My father once chartered a tiny plane to pluck me out of obscurity. The bill was forwarded to the government and their outrage was met with the gentle reminder that they should not leave a minor child abandoned in the Arctic for two weeks just because a snowstorm happened to roll in. A gentle reminder that positions of power are weak in the face of parental love.
Year after year, I traversed an entire country to land at boarding school or to return home, plunging headfirst into my independence courtesy of the four separate planes of varying size and speed in either direction. For years I flew the corporate routine, hasty turnarounds to accomplish business objectives with minimal impact to family. Half of one, plane rides were routine and moments to catch my breath, my sanity and a chance to get caught up on work.

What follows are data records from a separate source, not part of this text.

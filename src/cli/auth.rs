use anyhow::{Result, bail};
use reqwest::Client;

use crate::core::AppConfig;
use crate::strava::{StravaClient, authorize_url};

/// Print the URL the athlete opens to grant access. Strava redirects
/// to the callback endpoint, which echoes the authorization code.
pub fn run() -> Result<()> {
    let config = AppConfig::default();
    if config.strava_client_id.is_empty() {
        bail!("Set STRAVA_CLIENT_ID in your environment");
    }

    let client = StravaClient::from_config(Client::new(), &config);
    let url = authorize_url(&client, &config.strava_client_id, &config.strava_redirect_uri);
    println!(
        "\nPlease open the following URL in your browser and authorize access:\n\n{}\n",
        url
    );
    println!(
        "Exchange the code it redirects with for a refresh token and set STRAVA_REFRESH_TOKEN."
    );

    Ok(())
}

When I was the only half left, they became an escape shuttle that trapped me in mother’s guilt.
Desperate to go and terrified to leave in the windows I heard my voice promise my children that he was out there in the clouds, somewhere, riding the soft boulders in death like he rode the mountains and trails in life. I was and remain ambivalent about the hereafter and so the clouds became a comfortable place in the space between, a place where my children took comfort and where I did not have to resolve my own unanswered questions.
High above the pain and the self doubt, I would stare numbly for hours and it felt as though I could simply open the window and step softly into the rolling expanse and he would be there. To forgive me for being the one left behind. To reassure me that I had the strength to carry them forward. To let me go.

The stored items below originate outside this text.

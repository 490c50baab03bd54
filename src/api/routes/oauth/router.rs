//! Router for the OAuth callback

use std::sync::{Arc, RwLock};

use axum::{Router, http::StatusCode, response::Json};
use axum_extra::extract::Query;

use super::public;
use crate::api::state::AppState;

type SharedState = Arc<RwLock<AppState>>;

/// Echo the authorization code back so it can be exchanged for a
/// refresh token by hand. Nothing is stored.
async fn oauth_callback(
    Query(params): Query<public::OAuthCallbackQuery>,
) -> (StatusCode, Json<public::OAuthCallbackResponse>) {
    let status = if params.error.is_some() || params.code.is_none() {
        tracing::warn!("OAuth callback without a code: {:?}", params.error);
        StatusCode::BAD_REQUEST
    } else {
        StatusCode::OK
    };

    let resp = public::OAuthCallbackResponse {
        code: params.code,
        scope: params.scope,
        state: params.state,
        error: params.error,
    };
    (status, Json(resp))
}

/// Create the OAuth router
pub fn router() -> Router<SharedState> {
    Router::new().route("/callback", axum::routing::get(oauth_callback))
}
use std::sync::{Arc, RwLock};

use anyhow::Result;
use axum::Router;
use tower_http::trace::TraceLayer;
use tracing_subscriber::{layer::SubscriberExt, util::SubscriberInitExt};

use super::routes;
use crate::api::state::AppState;
use crate::core::AppConfig;

pub fn app(shared_state: Arc<RwLock<AppState>>) -> Router {
    Router::new()
        // API routes
        .nest("/api", routes::router())
        .layer(TraceLayer::new_for_http())
        .with_state(Arc::clone(&shared_state))
}

// Run the server
pub async fn serve(host: String, port: String, config: AppConfig) -> Result<()> {
    tracing_subscriber::registry()
        .with(
            tracing_subscriber::EnvFilter::try_from_default_env().unwrap_or_else(|_| {
                // axum logs rejections from built-in extractors with the `axum::rejection`
                // target, at `TRACE` level. `axum::rejection=trace` enables showing those events
                format! {
                    "{}=debug,tower_http=debug,axum::rejection=trace",
                    env!("CARGO_CRATE_NAME")
                }
                .into()
            }),
        )
        .with(tracing_subscriber::fmt::layer())
        .init();

    if !config.credentials().missing_fields().is_empty() {
        tracing::warn!("Strava credentials are incomplete, feeds will contain an error event");
    }

    let app_state = AppState::new(config);
    let shared_state = Arc::new(RwLock::new(app_state));
    let app = app(Arc::clone(&shared_state));

    let listener = tokio::net::TcpListener::bind(format!("{}:{}", host, port)).await?;

    tracing::debug!("Server started. Listening on {}", listener.local_addr()?);

    axum::serve(listener, app).await?;
    Ok(())
}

And then life moved on far beneath the clouds.
Staring out at the clouds, I no longer need to be forgiven for living and I have proven that I have the strength to carry them forward in a life filled with love and expectation and reality and adventure and joy despite all of its sorrows. Because if he is out there, I know now that he granted my freedom long before I accepted it myself. And if he isn’t out there in the expanse, freedom was simply waiting for my own acceptance that it was okay.
To breathe deep. To live again. To love again.
“So this is what it looks like for Daddy. This is what heaven looks like.”
No sweetheart. He saw heaven in you.